Sweating Diarrhea Nausea Vomiting Abdominal cramps Increased salivation Tearing Increased bronchial secretions Constricted pupils Facial flushing due to vasodilation Erectile dysfunction
What is the only medication to be FDA approved for Seasonal Affective Disorder?
Buproprion
What are some contraindications/potential side effects of Hydroxizine
have QT prolongation; a congenital long QT syndrome; a family history of QT prolongation; a history of torsades de pointes; electrolyte abnormalities; ventricular arrhythmias; bradycardia; history of a recent MI; history of congestive heart failure; or if the environmental temperature is hot; or if the patient has asthma.
What are the dose related side effects of Lithium?
Dose-related side effects include polyuria, polydipsia as (nephrogenic diabetes insipidus), weight gain, cognitive slowing, confusion, impaired memory, poor concentration, confusion, tremor, sedation, gastrointestinal distress, leukocytosis, acne, and edema.
What are mild symptoms of lithium toxicity?
mild symptoms of toxicity, such as increased tremor, slurred speech, and mild lethargy, generally occur when the serum lithium concentration falls between 1.5 to 2.5 mEq/L.
What are the moderate/severe symptoms of lithium toxicity?
worsening lethargy, coarse tremors, and clonus, can be seen when lithium levels are between 2.5 to 3.5 mEq/L.
What is the treatment for Lithium Toxicity?
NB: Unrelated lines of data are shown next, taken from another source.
//! Convergence of a manufactured sea-surface-height solution.
//!
//! Each variant runs the same doubly periodic problem at every resolution in
//! `[convergence] resolutions` and fits the rate at which the error shrinks.
use super::packaged_layer;
use super::steps::{
    add_rest_state, attr_f64, column_field, planar_mesh, Forward, Plot, Viz, PLANAR_MESH_OUTPUTS,
};
use crate::component::{Component, RunContext, Step, StepPlan, StepRunner, Task, TaskRecipe};
use crate::config::ConfigLayer;
use crate::dataset::Dataset;
use crate::error::{ConfigError, Error, Result, ValidationError};
use crate::resolution::resolution_to_subdir;
use std::collections::BTreeSet;
use std::f64::consts::PI;
use std::fmt::Write as _;
use tracing::info;

/// (task name, horizontal mixing)
const VARIANTS: [(&str, &str); 3] = [("default", "none"), ("del2", "del2"), ("del4", "del4")];

pub(super) fn add_tasks(component: &mut Component) -> Result<()> {
    for (name, mixing) in VARIANTS {
        let subdir = format!("planar/manufactured_solution/{name}");
        let layer = packaged_layer(
            &format!("{subdir}/manufactured_solution.cfg"),
            &[
                ("ocean.convergence", "convergence.cfg"),
                ("ocean.tasks.manufactured_solution", "manufactured_solution.cfg"),
            ],
        )?;
        let config = component.add_config(layer);
        let recipe = ConvergenceRecipe {
            subdir: subdir.clone(),
            mixing,
        };
        let mut task = Task::new(name, subdir).with_recipe(recipe);
        task.set_shared_config(config, None);
        component.add_task(task)?;
    }
    Ok(())
}

fn resolutions(config: &ConfigLayer) -> Result<Vec<f64>> {
    let resolutions = config.getlist_float("convergence", "resolutions")?;
    let distinct: BTreeSet<String> =
        resolutions.iter().map(|r| resolution_to_subdir(*r)).collect();
    let valid = resolutions.len() >= 2
        && distinct.len() == resolutions.len()
        && resolutions.iter().all(|r| r.is_finite() && *r > 0.0);
    if !valid {
        return Err(ConfigError::InvalidValue {
            section: "convergence".to_string(),
            option: "resolutions".to_string(),
            value: config.get("convergence", "resolutions")?,
            expected: "list of at least two distinct positive resolutions",
        }
        .into());
    }
    Ok(resolutions)
}

struct ConvergenceRecipe {
    subdir: String,
    mixing: &'static str,
}

impl TaskRecipe for ConvergenceRecipe {
    fn plan(&self, config: &ConfigLayer) -> Result<Vec<StepPlan>> {
        let resolutions = resolutions(config)?;
        let mut plans = Vec::with_capacity(2 * resolutions.len() + 2);
        let mut forwards = Vec::with_capacity(resolutions.len());
        for &resolution in &resolutions {
            let resdir = resolution_to_subdir(resolution);
            let init_path = format!("{}/init/{resdir}", self.subdir);
            let forward_path = format!("{}/forward/{resdir}", self.subdir);

            let subdir = init_path.clone();
            plans.push(StepPlan::new(init_path.clone(), move |_| {
                let mut step = Step::at(subdir, Init { resolution });
                for output in PLANAR_MESH_OUTPUTS {
                    step.add_output_file(output, &[]);
                }
                step.add_output_file(
                    "initial_state.nc",
                    &["ssh", "layerThickness", "normalVelocity"],
                );
                Ok(step)
            }));

            let subdir = forward_path.clone();
            let mixing = self.mixing;
            plans.push(StepPlan::new(forward_path.clone(), move |ctx| {
                let init = ctx.step_id(&init_path)?;
                let runner = Forward::new().attr("horizontal_mixing", mixing);
                let mut step = Step::at(subdir, runner);
                step.add_input_from_step("init.nc", init, "initial_state.nc")
                    .add_output_file("output.nc", &["ssh"]);
                Ok(step)
            }));
            forwards.push((resdir, forward_path));
        }

        let analysis_path = format!("{}/analysis", self.subdir);
        let subdir = analysis_path.clone();
        let inputs = forwards.clone();
        plans.push(StepPlan::new(analysis_path, move |ctx| {
            let mut step = Step::at(subdir, Analysis { resolutions });
            for (resdir, forward) in &inputs {
                let forward = ctx.step_id(forward)?;
                step.add_input_from_step(&format!("output_{resdir}.nc"), forward, "output.nc");
            }
            step.add_output_file("convergence.txt", &[]);
            Ok(step)
        }));

        let viz_path = format!("{}/viz", self.subdir);
        let subdir = viz_path.clone();
        plans.push(
            StepPlan::new(viz_path, move |ctx| {
                let plots = forwards
                    .iter()
                    .map(|(resdir, _)| {
                        let input = format!("output_{resdir}.nc");
                        Plot::new(input, "ssh", format!("ssh at {resdir}"))
                    })
                    .collect();
                let mut step = Step::at(subdir, Viz { plots });
                for (resdir, forward) in &forwards {
                    let forward = ctx.step_id(forward)?;
                    step.add_input_from_step(&format!("output_{resdir}.nc"), forward, "output.nc")
                        .add_output_file(&format!("output_{resdir}_ssh.txt"), &[]);
                }
                Ok(step)
            })
            .optional(),
        );
        Ok(plans)
    }
}

/// Wavenumbers of the manufactured solution on a doubly periodic mesh.
fn wavenumbers(nx: f64, ny: f64, dc: f64) -> (f64, f64) {
    let kx = 2.0 * PI / (nx * dc);
    let ky = 2.0 * PI / (ny * dc * 3f64.sqrt() / 2.0);
    (kx, ky)
}

/// Doubly periodic mesh with the cell-averaged exact ssh.
struct Init {
    resolution: f64,
}

impl StepRunner for Init {
    fn run(&self, ctx: &RunContext<'_>) -> Result<()> {
        let section = ctx.config.section("manufactured_solution");
        let lx = section.getfloat("lx")?;
        let eta0 = section.getfloat("eta0")?;
        let temperature = section.getfloat("temperature")?;
        let salinity = section.getfloat("salinity")?;
        let coriolis = section.getfloat("coriolis_parameter")?;
        let bottom_depth = ctx.config.getfloat("vertical_grid", "bottom_depth")?;

        // square in cell counts so the domain is periodic in both directions
        let nx = 2 * (lx / (2.0 * self.resolution)).round() as usize;
        let dc = self.resolution * 1.0e3;
        let mut ds = planar_mesh(ctx, nx, nx, dc, false)?;
        let (kx, ky) = wavenumbers(nx as f64, nx as f64, dc);

        let radius = dc / 3f64.sqrt();
        let offsets: Vec<(f64, f64)> = (0..6)
            .map(|k| {
                let angle = PI / 6.0 + k as f64 * PI / 3.0;
                (radius * angle.cos(), radius * angle.sin())
            })
            .collect();
        let x_cell = ds.values("xCell")?;
        let y_cell = ds.values("yCell")?;
        let ssh: Vec<f64> = x_cell
            .iter()
            .zip(y_cell)
            .map(|(x, y)| {
                let sum: f64 = offsets
                    .iter()
                    .map(|(dx, dy)| (kx * (x + dx) + ky * (y + dy)).sin())
                    .sum();
                eta0 * sum / offsets.len() as f64
            })
            .collect();
        let cells = ssh.len();
        ds.insert("ssh", &["nCells"], ssh)?;
        ds.insert("bottomDepth", &["nCells"], vec![bottom_depth; cells])?;
        ctx.compute.init_vertical_coord(ctx.config, &mut ds)?;
        let temperature = column_field(&ds, |_| temperature)?;
        ds.insert("temperature", &["nCells", "nVertLevels"], temperature)?;
        let salinity = column_field(&ds, |_| salinity)?;
        ds.insert("salinity", &["nCells", "nVertLevels"], salinity)?;
        add_rest_state(&mut ds, coriolis)?;
        ctx.write(&ds, "initial_state.nc")
    }
}

/// Least-squares slope of `log(error)` against `log(resolution)`.
pub fn convergence_rate(resolutions: &[f64], errors: &[f64]) -> Result<f64> {
    if resolutions.len() != errors.len() || resolutions.len() < 2 {
        return Err(Error::compute(format!(
            "need matching resolutions and errors for at least two runs, got {} and {}",
            resolutions.len(),
            errors.len()
        )));
    }
    if resolutions.iter().chain(errors).any(|value| *value <= 0.0) {
        return Err(Error::compute("resolutions and errors must be positive"));
    }
    let xs: Vec<f64> = resolutions.iter().map(|r| r.ln()).collect();
    let ys: Vec<f64> = errors.iter().map(|e| e.ln()).collect();
    let n = xs.len() as f64;
    let mean_x = xs.iter().sum::<f64>() / n;
    let mean_y = ys.iter().sum::<f64>() / n;
    let mut covariance = 0.0;
    let mut variance = 0.0;
    for (x, y) in xs.iter().zip(&ys) {
        covariance += (x - mean_x) * (y - mean_y);
        variance += (x - mean_x) * (x - mean_x);
    }
    if variance == 0.0 {
        return Err(Error::compute("resolutions must not all be equal"));
    }
    Ok(covariance / variance)
}

/// RMS error of each run against the exact solution and the fitted rate.
struct Analysis {
    resolutions: Vec<f64>,
}

impl Analysis {
    fn rms_error(&self, ctx: &RunContext<'_>, filename: &str, eta0: f64) -> Result<f64> {
        let path = ctx.path(filename);
        let ds = ctx.load(filename)?;
        let (kx, ky) = wavenumbers(
            attr_f64(&ds, &path, "nx")?,
            attr_f64(&ds, &path, "ny")?,
            attr_f64(&ds, &path, "dc")?,
        );
        let decay = (-attr_f64(&ds, &path, "simulated_seconds")? / 86_400.0).exp();
        let ssh = ds.values("ssh")?;
        let x_cell = ds.values("xCell")?;
        let y_cell = ds.values("yCell")?;
        let mut sum = 0.0;
        for ((value, x), y) in ssh.iter().zip(x_cell).zip(y_cell) {
            let exact = eta0 * (kx * x + ky * y).sin() * decay;
            sum += (value - exact).powi(2);
        }
        Ok((sum / ssh.len().max(1) as f64).sqrt())
    }
}

impl StepRunner for Analysis {
    fn run(&self, ctx: &RunContext<'_>) -> Result<()> {
        let section = ctx.config.section("manufactured_solution");
        let eta0 = section.getfloat("eta0")?;
        let conv_thresh = section.getfloat("conv_thresh")?;
        let conv_max = section.getfloat("conv_max")?;

        let mut errors = Vec::with_capacity(self.resolutions.len());
        let mut table = String::from("resolution_km rms_error\n");
        for resolution in &self.resolutions {
            let filename = format!("output_{}.nc", resolution_to_subdir(*resolution));
            let error = self.rms_error(ctx, &filename, eta0)?;
            let _ = writeln!(table, "{resolution} {error:e}");
            errors.push(error);
        }
        let rate = convergence_rate(&self.resolutions, &errors)?;
        let _ = writeln!(table, "rate {rate:.4}");
        ctx.write_text("convergence.txt", &table)?;
        info!(rate, conv_thresh, conv_max, "convergence rate");

        if rate < conv_thresh || rate > conv_max {
            return Err(ValidationError::Check {
                artifact: ctx.path("convergence.txt"),
                message: format!(
                    "convergence rate {rate:.3} is outside [{conv_thresh}, {conv_max}]"
                ),
            }
            .into());
        }
        Ok(())
    }
}

#[cfg(test)]
mod tests {
    use super::*;

    #[test]
    fn second_order_errors_give_rate_two() {
        let resolutions = [200.0, 100.0, 50.0, 25.0];
        let errors: Vec<f64> = resolutions.iter().map(|r| 3.0e-6 * r * r).collect();
        let rate = convergence_rate(&resolutions, &errors).unwrap();
        assert!((rate - 2.0).abs() < 1e-12);
    }

    #[test]
    fn rate_needs_two_positive_runs() {
        assert!(convergence_rate(&[100.0], &[1.0]).is_err());
        assert!(convergence_rate(&[100.0, 50.0], &[1.0, 0.0]).is_err());
        assert!(convergence_rate(&[100.0, 100.0], &[1.0, 0.5]).is_err());
    }

    #[test]
    fn plan_follows_the_resolution_list() {
        let mut config = packaged_layer(
            "x.cfg",
            &[
                ("ocean.convergence", "convergence.cfg"),
                ("ocean.tasks.manufactured_solution", "manufactured_solution.cfg"),
            ],
        )
        .unwrap();
        config.set("convergence", "resolutions", "100, 50");
        let recipe = ConvergenceRecipe {
            subdir: "planar/manufactured_solution/default".to_string(),
            mixing: "none",
        };
        let plans = recipe.plan(&config).unwrap();
        let subdirs: Vec<&str> = plans.iter().map(|plan| plan.subdir.as_str()).collect();
        assert_eq!(
            subdirs,
            [
                "planar/manufactured_solution/default/init/100km",
                "planar/manufactured_solution/default/forward/100km",
                "planar/manufactured_solution/default/init/50km",
                "planar/manufactured_solution/default/forward/50km",
                "planar/manufactured_solution/default/analysis",
                "planar/manufactured_solution/default/viz",
            ]
        );
        assert!(!plans[5].run_by_default);

        config.set("convergence", "resolutions", "100");
        assert_eq!(recipe.plan(&config).unwrap_err().kind(), "config");
    }
}
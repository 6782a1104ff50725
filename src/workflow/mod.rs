//! Command workflows for `otask`.
//!
//! Each command is a thin layer over the library modules; errors are
//! wrapped with the work-dir context a user needs to act on them.
mod context;
mod list;
mod run;
mod setup;
mod status;

pub use list::run_list;
pub use run::run_run;
pub use setup::run_setup;
pub use status::run_status;
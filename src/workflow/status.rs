//! Workflow status step.
//!
//! Status is read-only: it compares config files against the digests
//! recorded at setup and summarizes the last run report.
use super::context::WorkContext;
use crate::cli::StatusArgs;
use crate::exec::{load_report, RunSummary, StepStatus};
use crate::manifest::{config_status, ConfigState, ConfigStatus};
use crate::util::{display_path, truncate_string};
use anyhow::{Context, Result};
use serde::Serialize;
use std::path::PathBuf;

const MESSAGE_PREVIEW_BYTES: usize = 160;

#[derive(Debug, Serialize)]
pub struct StatusSummary {
    pub work_dir: PathBuf,
    pub tasks: Vec<String>,
    pub configs: Vec<ConfigStatus>,
    /// True when any config file was edited or removed after setup.
    pub stale: bool,
    #[serde(skip_serializing_if = "Option::is_none")]
    pub last_run: Option<LastRun>,
}

#[derive(Debug, Serialize)]
pub struct LastRun {
    pub finished_at_epoch_ms: u128,
    pub success: bool,
    pub summary: RunSummary,
    pub steps: Vec<StepLine>,
}

#[derive(Debug, Serialize)]
pub struct StepLine {
    pub path: String,
    pub status: StepStatus,
    #[serde(skip_serializing_if = "Option::is_none")]
    pub kind: Option<String>,
    #[serde(skip_serializing_if = "Option::is_none")]
    pub message: Option<String>,
}

pub fn run_status(args: &StatusArgs) -> Result<()> {
    let summary = status_summary(args)?;
    if args.json {
        println!("{}", serde_json::to_string_pretty(&summary)?);
        return Ok(());
    }

    println!("work dir: {}", summary.work_dir.display());
    println!("tasks: {}", summary.tasks.len());
    for config in &summary.configs {
        if config.state != ConfigState::Unchanged {
            let state = format!("{:?}", config.state).to_lowercase();
            println!("  {state}: {}", config.filepath);
        }
    }
    if !summary.stale {
        println!("configs: unchanged since setup");
    }
    match &summary.last_run {
        Some(run) => {
            let s = &run.summary;
            println!(
                "last run: {} (succeeded {}, failed {}, blocked {}, already complete {})",
                if run.success { "ok" } else { "failed" },
                s.succeeded,
                s.failed,
                s.blocked,
                s.satisfied
            );
            for step in &run.steps {
                if matches!(step.status, StepStatus::Failed | StepStatus::Blocked) {
                    let status = format!("{:?}", step.status).to_lowercase();
                    let message = step.message.as_deref().unwrap_or_default();
                    println!("  {status}: {} {message}", step.path);
                }
            }
        }
        None => println!("last run: none"),
    }
    Ok(())
}

fn status_summary(args: &StatusArgs) -> Result<StatusSummary> {
    let ctx = WorkContext::load(&args.work_dir)?;
    let configs = config_status(&ctx.paths, &ctx.manifest);
    let stale = configs
        .iter()
        .any(|config| config.state != ConfigState::Unchanged);

    let last_run = if ctx.paths.report_path().is_file() {
        let report = load_report(&ctx.paths).with_context(|| {
            format!(
                "load {}",
                display_path(&ctx.paths.report_path(), Some(ctx.paths.root()))
            )
        })?;
        let steps = report
            .steps
            .iter()
            .map(|step| StepLine {
                path: step.path.clone(),
                status: step.status,
                kind: step.kind.clone(),
                message: step
                    .message
                    .as_deref()
                    .map(|message| truncate_string(message, MESSAGE_PREVIEW_BYTES)),
            })
            .collect();
        Some(LastRun {
            finished_at_epoch_ms: report.finished_at_epoch_ms,
            success: report.success(),
            summary: report.summary.clone(),
            steps,
        })
    } else {
        None
    };

    Ok(StatusSummary {
        work_dir: ctx.paths.root().to_path_buf(),
        tasks: ctx.manifest.task_paths(),
        configs,
        stale,
        last_run,
    })
}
The general approach lithium toxicity begins with assessment and stabilization of the airway, breathing, and circulation. The treatment for lithium toxicity includes intravenous fluids to maintain the glomerular filtration rate and replace losses, gastrointestinal decontamination in selected circumstances, and, hemodialysis in cases of severe toxicity. Hemodialysis criteria are not firmly established but generally when levels are below 2.5 mEq/L hemodialysis is not necessary. Hemodialysis is generally required with serum levels between 6 to 8 mEq/L however it may be necessary for those on long term lithium treatment at levels as low as 4 mEq/L. Regardless of level, hemodialysis is indicated in those with coma, convulsions, cardiovascular symptoms, or respiratory failure. Serum levels of lithium may rebound as intracellular stores of lithium enter the bloodstream and repeat dialysis may be needed.